Now we can calculate the price elasticity of demand:
Price Elasticity of Demand = (1/3) / (-1/3) = 1 / -1 = -1

Therefore, the price elasticity of demand when the daily fee is $20 is -1.

2. Price elasticity of demand when the daily fee is $40:

First, let's find the percentage change in Quantity Demanded:
Percentage change in Quantity Demanded = (600 - 400) / 400 = 200 / 400 = 1/2

Next, let's find the percentage change in Price:
Percentage change in Price = ($40 - $30) / $30 = 10 / $30 = 1/3

Now we can calculate the price elasticity of demand:
Price Elasticity of Demand = (1/2) / (1/3) = 3/2

Therefore, the price elasticity of demand when the daily fee is $40 is 3/2.

3. Elasticity of demand at the price that maximizes total revenue:

To find the price that maximizes total revenue, we need to look for the price with unitary price elasticity, which corresponds to maximum revenue. In other words, we need to find the price at which the price elasticity of demand is equal to 1.

Looking at the table, we can see that the price elasticity of demand is close to 1 when the daily fee is around $30. Therefore, the elasticity of demand at the price that maximizes total revenue is approximately 1.

4. Price that maximizes total revenue:

The price that maximizes total revenue is the one with unitary price elasticity.
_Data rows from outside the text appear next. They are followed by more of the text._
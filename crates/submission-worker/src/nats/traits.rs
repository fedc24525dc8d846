use anyhow::Result;
use async_nats::jetstream;
use async_trait::async_trait;

/// Broker-side factory for durable pull subscriptions.
///
/// Abstracted so the consumer loop can be exercised against mocks without a
/// running broker.
#[cfg_attr(any(test, feature = "testing"), mockall::automock)]
#[async_trait]
pub trait DeliveryStream: Send + Sync {
    /// Create a durable pull consumer on `stream_name`.
    async fn create_consumer(
        &self,
        config: jetstream::consumer::pull::Config,
        stream_name: &str,
    ) -> Result<Box<dyn DeliverySource>>;
}

/// A source of deliveries from one durable subscription.
#[cfg_attr(any(test, feature = "testing"), mockall::automock)]
#[async_trait]
pub trait DeliverySource: Send + Sync {
    /// Fetch up to `max_messages` deliveries, waiting at most `expires`.
    async fn fetch(
        &self,
        max_messages: usize,
        expires: std::time::Duration,
    ) -> Result<Vec<jetstream::Message>>;
}
use thiserror::Error;

pub type DomainResult<T> = Result<T, DomainError>;

pub type StoreResult<T> = Result<T, StoreError>;

/// Failures surfaced by a [`crate::DocumentStore`] backend.
///
/// Absence of a document is not an error; `read` reports it as `None`.
#[derive(Error, Debug)]
pub enum StoreError {
    #[error("storage backend unavailable: {0}")]
    Unavailable(String),

    #[error("storage backend denied access: {0}")]
    PermissionDenied(String),
}

#[derive(Error, Debug)]
pub enum DomainError {
    #[error("malformed event envelope: {0}")]
    Decode(String),

    #[error("invalid timestamp {value:?}: {source}")]
    InvalidTimestamp {
        value: String,
        source: chrono::ParseError,
    },

    #[error("document at {path} is not valid JSON: {source}")]
    CorruptDocument {
        path: String,
        source: serde_json::Error,
    },

    #[error("failed to encode aggregate document: {0}")]
    Encode(serde_json::Error),

    #[error(transparent)]
    Store(#[from] StoreError),
}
From the previous calculation, we found that the price that maximizes total revenue is approximately $30.

5. Arc price elasticity between the prices of $40 and $20:

The arc price elasticity formula is the same as the regular price elasticity formula, but it takes into account the average quantities and prices between two points.
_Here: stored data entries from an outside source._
use std::io::Cursor;
use std::sync::atomic::{AtomicUsize, Ordering};
use std::sync::{Arc, Barrier};
use std::thread;
use std::time::Duration;

use image::{Rgba, RgbaImage};
use overlay_composer::font::FontFace;
use overlay_composer::layout::layout;
use overlay_composer::wrap::wrap;
use overlay_composer::{
    Artifact, BackendKind, Canvas, Color, ComposeOptions, Compositor, FontCache, FontLoader,
    FontMetrics, FontRequest, OverlayError, TextSpec,
};

const BACKGROUND: Rgba<u8> = Rgba([40, 90, 160, 255]);

fn canvas(width: u32, height: u32) -> Canvas {
    Canvas::from_rgba(RgbaImage::from_pixel(width, height, BACKGROUND)).unwrap()
}

fn builtin_options() -> ComposeOptions {
    ComposeOptions {
        font_family: "builtin".to_string(),
        fallback_family: None,
        ..ComposeOptions::default()
    }
}

fn decode_png(artifact: &Artifact) -> RgbaImage {
    let Artifact::Png(bytes) = artifact else {
        panic!("expected png, got {}", artifact.mime());
    };
    image::load_from_memory(bytes).unwrap().to_rgba8()
}

struct CountingLoader {
    loads: AtomicUsize,
    fail: bool,
}

impl CountingLoader {
    fn new(fail: bool) -> Arc<Self> {
        Arc::new(Self {
            loads: AtomicUsize::new(0),
            fail,
        })
    }

    fn loads(&self) -> usize {
        self.loads.load(Ordering::SeqCst)
    }
}

impl FontLoader for CountingLoader {
    fn load(&self, request: &FontRequest<'_>) -> Result<FontFace, OverlayError> {
        self.loads.fetch_add(1, Ordering::SeqCst);
        thread::sleep(Duration::from_millis(20));
        if self.fail {
            return Err(OverlayError::FontUnavailable {
                family: request.family.to_string(),
                reason: "connection refused".to_string(),
            });
        }
        Ok(FontFace::builtin())
    }
}

#[test]
fn hello_is_centered_and_outlined() {
    let compositor = Compositor::new(Arc::new(FontCache::new()));
    let artifact = compositor
        .compose(
            &canvas(800, 600),
            &TextSpec::new("Hello", Color::WHITE),
            BackendKind::RasterBuffer,
            &builtin_options(),
        )
        .unwrap();
    let image = decode_png(&artifact);
    assert_eq!(image.dimensions(), (800, 600));

    let (mut min_x, mut min_y, mut max_x, mut max_y) = (u32::MAX, u32::MAX, 0, 0);
    for (x, y, pixel) in image.enumerate_pixels() {
        if *pixel != BACKGROUND {
            min_x = min_x.min(x);
            min_y = min_y.min(y);
            max_x = max_x.max(x);
            max_y = max_y.max(y);
        }
    }
    assert!(min_x <= max_x, "nothing was drawn");
    let center_x = (min_x + max_x) as f32 * 0.5;
    let center_y = (min_y + max_y) as f32 * 0.5;
    assert!((center_x - 400.0).abs() <= 1.5, "center x {}", center_x);
    // glyph boxes sit above the baseline, so the ink is centered on the box
    assert!((center_y - 298.0).abs() <= 1.5, "center y {}", center_y);

    // fill inside the first glyph, outline just left of it
    assert_eq!(*image.get_pixel(356, 298), Rgba([255, 255, 255, 255]));
    assert_eq!(*image.get_pixel(346, 298), Rgba([0, 0, 0, 255]));
}

#[test]
fn unbreakable_token_overflows_without_error() {
    let canvas = canvas(100, 100);
    let token = "x".repeat(60);
    let options = builtin_options();
    let spec = TextSpec::new(token.clone(), Color::WHITE);

    let size = options.font_size_for(&canvas, &spec);
    let metrics = FontMetrics::new(Arc::new(FontFace::builtin()), size);
    let wrapped = wrap(&token, 100.0 * options.max_text_width_fraction, &metrics);
    assert_eq!(wrapped.lines(), &[token.clone()]);
    let result = layout(&canvas, &wrapped, &metrics);
    assert!(result.bounds.width > 100.0);
    assert!(result.bounds.x < 0.0);
    let (cx, cy) = result.bounds.center();
    assert!((cx - 50.0).abs() <= 0.5);
    assert!((cy - 50.0).abs() <= 0.5);

    let compositor = Compositor::new(Arc::new(FontCache::new()));
    let artifact = compositor
        .compose(&canvas, &spec, BackendKind::RasterBuffer, &options)
        .unwrap();
    assert_eq!(decode_png(&artifact).dimensions(), (100, 100));
}

#[test]
fn failing_loader_yields_no_artifact() {
    let loader = CountingLoader::new(true);
    let compositor = Compositor::with_loader(Arc::new(FontCache::new()), loader.clone());
    let options = ComposeOptions {
        fallback_family: None,
        ..ComposeOptions::default()
    };
    for backend in [
        BackendKind::CssOverlay,
        BackendKind::RasterBuffer,
        BackendKind::DocumentPage,
    ] {
        let err = compositor
            .compose(
                &canvas(64, 64),
                &TextSpec::new("வணக்கம்", Color::WHITE),
                backend,
                &options,
            )
            .unwrap_err();
        assert!(err.is_font_unavailable(), "{:?}", err);
    }
    assert_eq!(loader.loads(), 3);
}

#[test]
fn identical_requests_produce_identical_bytes() {
    let cache = Arc::new(FontCache::new());
    let warm = Compositor::new(cache.clone());
    let cold = Compositor::new(Arc::new(FontCache::new()));
    let canvas = canvas(320, 180);
    let spec = TextSpec::new("Same input\nsame bytes", Color::rgb(255, 220, 0));
    for backend in [BackendKind::RasterBuffer, BackendKind::DocumentPage] {
        let first = warm
            .compose(&canvas, &spec, backend, &builtin_options())
            .unwrap();
        let second = warm
            .compose(&canvas, &spec, backend, &builtin_options())
            .unwrap();
        let third = cold
            .compose(&canvas, &spec, backend, &builtin_options())
            .unwrap();
        assert_eq!(first, second, "{} output differs on warm cache", backend);
        assert_eq!(first, third, "{} output differs across caches", backend);
    }
    assert_eq!(cache.len(), 1);
}

#[test]
fn empty_text_reencodes_canvas() {
    let source = RgbaImage::from_fn(24, 16, |x, y| Rgba([x as u8 * 10, y as u8 * 15, 77, 255]));
    let canvas = Canvas::from_rgba(source.clone()).unwrap();
    let compositor = Compositor::new(Arc::new(FontCache::new()));
    let artifact = compositor
        .compose(
            &canvas,
            &TextSpec::new("", Color::WHITE),
            BackendKind::RasterBuffer,
            &builtin_options(),
        )
        .unwrap();

    let mut expected = Vec::new();
    source
        .write_to(&mut Cursor::new(&mut expected), image::ImageFormat::Png)
        .unwrap();
    assert_eq!(artifact, Artifact::Png(expected));
    assert_eq!(decode_png(&artifact), source);
}

#[test]
fn concurrent_first_use_loads_font_once() {
    let loader = CountingLoader::new(false);
    let compositor = Arc::new(Compositor::with_loader(
        Arc::new(FontCache::new()),
        loader.clone(),
    ));
    let barrier = Arc::new(Barrier::new(8));
    let handles: Vec<_> = (0..8)
        .map(|_| {
            let compositor = compositor.clone();
            let barrier = barrier.clone();
            thread::spawn(move || {
                barrier.wait();
                compositor
                    .compose(
                        &canvas(200, 100),
                        &TextSpec::new("race", Color::WHITE),
                        BackendKind::RasterBuffer,
                        &ComposeOptions::default(),
                    )
                    .unwrap()
            })
        })
        .collect();
    let outputs: Vec<Artifact> = handles
        .into_iter()
        .map(|handle| handle.join().unwrap())
        .collect();
    assert_eq!(loader.loads(), 1);
    assert!(outputs.windows(2).all(|pair| pair[0] == pair[1]));
}

#[test]
fn unknown_backend_is_rejected() {
    let err = "gif".parse::<BackendKind>().unwrap_err();
    assert_eq!(err, OverlayError::UnsupportedBackend("gif".to_string()));
}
Let's calculate the arc price elasticity between the prices of $40 and $20:

Percentage change in Quantity Demanded = (1000 - 600) / ((600 + 1000) / 2) = 400 / 800 = 1/2

Percentage change in Price = ($40 - $20) / (($20 + $40) / 2) = 20 / 30 = 2/3

Arc Price Elasticity of Demand = (1/2) / (2/3) = 3/4

Therefore, the arc price elasticity between the prices of $40 and $20 per day is 3/4.

To find the price elasticity of demand, you need to use the formula:

Price Elasticity of Demand (PED) = (% change in quantity demanded) / (% change in price)
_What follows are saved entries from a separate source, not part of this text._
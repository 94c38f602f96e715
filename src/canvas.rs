use anyhow::{Context, Result, anyhow};
use image::{DynamicImage, RgbaImage};
use std::fmt;
use std::io::Cursor;
use std::str::FromStr;

use crate::error::OverlayError;

/// The surface text is composited onto.
///
/// Raster and document output need decoded pixels; the CSS preview can work
/// from a background reference alone.
#[derive(Debug, Clone)]
pub struct Canvas {
    width: u32,
    height: u32,
    source: CanvasSource,
}

#[derive(Debug, Clone)]
enum CanvasSource {
    Pixels(RgbaImage),
    Reference(String),
}

impl Canvas {
    pub fn from_rgba(image: RgbaImage) -> Result<Self, OverlayError> {
        let (width, height) = image.dimensions();
        check_dimensions(width, height)?;
        Ok(Self {
            width,
            height,
            source: CanvasSource::Pixels(image),
        })
    }

    pub fn from_image(image: DynamicImage) -> Result<Self, OverlayError> {
        Self::from_rgba(image.into_rgba8())
    }

    pub fn with_reference(
        width: u32,
        height: u32,
        reference: impl Into<String>,
    ) -> Result<Self, OverlayError> {
        check_dimensions(width, height)?;
        Ok(Self {
            width,
            height,
            source: CanvasSource::Reference(reference.into()),
        })
    }

    /// Decodes uploaded image bytes (png/jpeg/...) into a canvas.
    pub fn decode(bytes: &[u8]) -> Result<Self> {
        let image = image::load_from_memory(bytes).with_context(|| "failed to decode image")?;
        Self::from_image(image).map_err(|err| anyhow!(err))
    }

    pub fn width(&self) -> u32 {
        self.width
    }

    pub fn height(&self) -> u32 {
        self.height
    }

    pub fn pixels(&self) -> Option<&RgbaImage> {
        match &self.source {
            CanvasSource::Pixels(image) => Some(image),
            CanvasSource::Reference(_) => None,
        }
    }

    pub fn reference(&self) -> Option<&str> {
        match &self.source {
            CanvasSource::Pixels(_) => None,
            CanvasSource::Reference(url) => Some(url),
        }
    }

    pub(crate) fn validate(&self) -> Result<(), OverlayError> {
        check_dimensions(self.width, self.height)
    }

    pub(crate) fn require_pixels(&self) -> Result<&RgbaImage, OverlayError> {
        self.pixels().ok_or_else(|| {
            OverlayError::InvalidCanvas("canvas has no decoded pixels to draw on".to_string())
        })
    }

    /// PNG encoding of the untouched canvas pixels.
    pub(crate) fn encode_png(&self) -> Result<Vec<u8>, OverlayError> {
        encode_png(self.require_pixels()?)
    }
}

fn check_dimensions(width: u32, height: u32) -> Result<(), OverlayError> {
    if width == 0 || height == 0 {
        return Err(OverlayError::InvalidCanvas(format!(
            "dimensions must be positive, got {}x{}",
            width, height
        )));
    }
    Ok(())
}

pub(crate) fn encode_png(image: &RgbaImage) -> Result<Vec<u8>, OverlayError> {
    let mut bytes = Vec::new();
    let mut cursor = Cursor::new(&mut bytes);
    image
        .write_to(&mut cursor, image::ImageFormat::Png)
        .map_err(|err| OverlayError::Export(format!("failed to encode png: {}", err)))?;
    Ok(bytes)
}

#[derive(Debug, Clone, Copy, PartialEq, Eq, Hash)]
pub struct Color {
    pub r: u8,
    pub g: u8,
    pub b: u8,
    pub a: u8,
}

impl Color {
    pub const WHITE: Color = Color::rgb(255, 255, 255);
    pub const BLACK: Color = Color::rgb(0, 0, 0);

    pub const fn rgb(r: u8, g: u8, b: u8) -> Self {
        Self { r, g, b, a: 255 }
    }

    pub const fn rgba(r: u8, g: u8, b: u8, a: u8) -> Self {
        Self { r, g, b, a }
    }

    pub fn to_hex(&self) -> String {
        if self.a == 255 {
            format!("#{:02x}{:02x}{:02x}", self.r, self.g, self.b)
        } else {
            format!("#{:02x}{:02x}{:02x}{:02x}", self.r, self.g, self.b, self.a)
        }
    }
}

impl Default for Color {
    fn default() -> Self {
        Self::WHITE
    }
}

impl fmt::Display for Color {
    fn fmt(&self, f: &mut fmt::Formatter<'_>) -> fmt::Result {
        f.write_str(&self.to_hex())
    }
}

impl FromStr for Color {
    type Err = anyhow::Error;

    fn from_str(value: &str) -> Result<Self> {
        let trimmed = value.trim();
        if let Some(hex) = trimmed.strip_prefix('#') {
            return parse_hex(hex).ok_or_else(|| anyhow!("invalid hex color '{}'", value));
        }
        let lower = trimmed.to_ascii_lowercase();
        if let Some(args) = lower
            .strip_prefix("rgba(")
            .or_else(|| lower.strip_prefix("rgb("))
            .and_then(|rest| rest.strip_suffix(')'))
        {
            return parse_functional(args).ok_or_else(|| anyhow!("invalid rgb color '{}'", value));
        }
        named_color(&lower).ok_or_else(|| anyhow!("unknown color '{}'", value))
    }
}

fn parse_hex(hex: &str) -> Option<Color> {
    if !hex.chars().all(|ch| ch.is_ascii_hexdigit()) {
        return None;
    }
    let nibble = |idx: usize| u8::from_str_radix(&hex[idx..idx + 1], 16).ok().map(|v| v * 17);
    let byte = |idx: usize| u8::from_str_radix(&hex[idx..idx + 2], 16).ok();
    match hex.len() {
        3 => Some(Color::rgb(nibble(0)?, nibble(1)?, nibble(2)?)),
        4 => Some(Color::rgba(nibble(0)?, nibble(1)?, nibble(2)?, nibble(3)?)),
        6 => Some(Color::rgb(byte(0)?, byte(2)?, byte(4)?)),
        8 => Some(Color::rgba(byte(0)?, byte(2)?, byte(4)?, byte(6)?)),
        _ => None,
    }
}

fn parse_functional(args: &str) -> Option<Color> {
    let parts: Vec<&str> = args.split(',').map(str::trim).collect();
    if parts.len() != 3 && parts.len() != 4 {
        return None;
    }
    let channel = |value: &str| value.parse::<u8>().ok();
    let alpha = match parts.get(3) {
        Some(value) => {
            let alpha = value.parse::<f32>().ok()?;
            if !(0.0..=1.0).contains(&alpha) {
                return None;
            }
            (alpha * 255.0).round() as u8
        }
        None => 255,
    };
    Some(Color::rgba(
        channel(parts[0])?,
        channel(parts[1])?,
        channel(parts[2])?,
        alpha,
    ))
}

fn named_color(name: &str) -> Option<Color> {
    let color = match name {
        "white" => Color::WHITE,
        "black" => Color::BLACK,
        "red" => Color::rgb(255, 0, 0),
        "green" => Color::rgb(0, 128, 0),
        "blue" => Color::rgb(0, 0, 255),
        "yellow" => Color::rgb(255, 255, 0),
        "orange" => Color::rgb(255, 165, 0),
        "gray" | "grey" => Color::rgb(128, 128, 128),
        "transparent" => Color::rgba(0, 0, 0, 0),
        _ => return None,
    };
    Some(color)
}

/// What to write and how: the caller-supplied half of a compose request.
#[derive(Debug, Clone, PartialEq)]
pub struct TextSpec {
    pub text: String,
    pub color: Color,
    pub font_family: Option<String>,
    pub font_size_px: Option<f32>,
}

impl TextSpec {
    pub fn new(text: impl Into<String>, color: Color) -> Self {
        Self {
            text: text.into(),
            color,
            font_family: None,
            font_size_px: None,
        }
    }

    pub fn with_font_family(mut self, family: impl Into<String>) -> Self {
        self.font_family = Some(family.into());
        self
    }

    pub fn with_font_size(mut self, size_px: f32) -> Self {
        self.font_size_px = Some(size_px);
        self
    }

    /// Blank text means there is nothing to overlay.
    pub fn is_blank(&self) -> bool {
        self.text.trim().is_empty()
    }
}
Let's go through each question step by step:

1. What is the price elasticity of demand when the daily fee is $20? When the daily fee is $40?
To calculate the price elasticity of demand at a specific price, you need to compare the change in quantity demanded relative to the change in price. Let's look at the specific table entries:

When the daily fee decreases from $30 to $20, the quantity demanded increases from 600 to 800 visits. So, the change in quantity demanded is (800 - 600) = 200 visits.
The change in price is ($20 - $30) = -$10.

Now you can calculate the price elasticity of demand for $20 using the formula:
PED = (200 / 600) / (-10 / 30)

Similarly, for the daily fee at $40, you compare the change in quantity demanded between $30 and $40 and calculate the price elasticity of demand.

2. What is the elasticity of demand at the price which maximizes total revenue?
To find the elasticity of demand at the price that maximizes total revenue, you need to calculate the revenue for each price and determine which one is maximized. Revenue is calculated by multiplying the quantity demanded by the price.

Calculate the revenue for each price point and compare them to find the price that results in the highest revenue.

3. What price maximizes total revenue?
To find the price that maximizes total revenue, you need to calculate the revenue for each price point and determine which one is maximized. Revenue is calculated by multiplying the quantity demanded by the price.

Calculate the revenue for each price point and determine which price results in the highest revenue.

4. What is the arc price elasticity between the prices of $40 and $20 per day?
The arc price elasticity measures the average price elasticity of demand between two different price points. To calculate the arc price elasticity, you use the average percentage change in quantity demanded divided by the average percentage change in price.

To find the arc price elasticity between $40 and $20 per day, you compare the change in quantity demanded and the change in price between these two points.

Calculate the percentage change in quantity demanded and the percentage change in price between $40 and $20, and then use these values in the formula to calculate the arc price elasticity.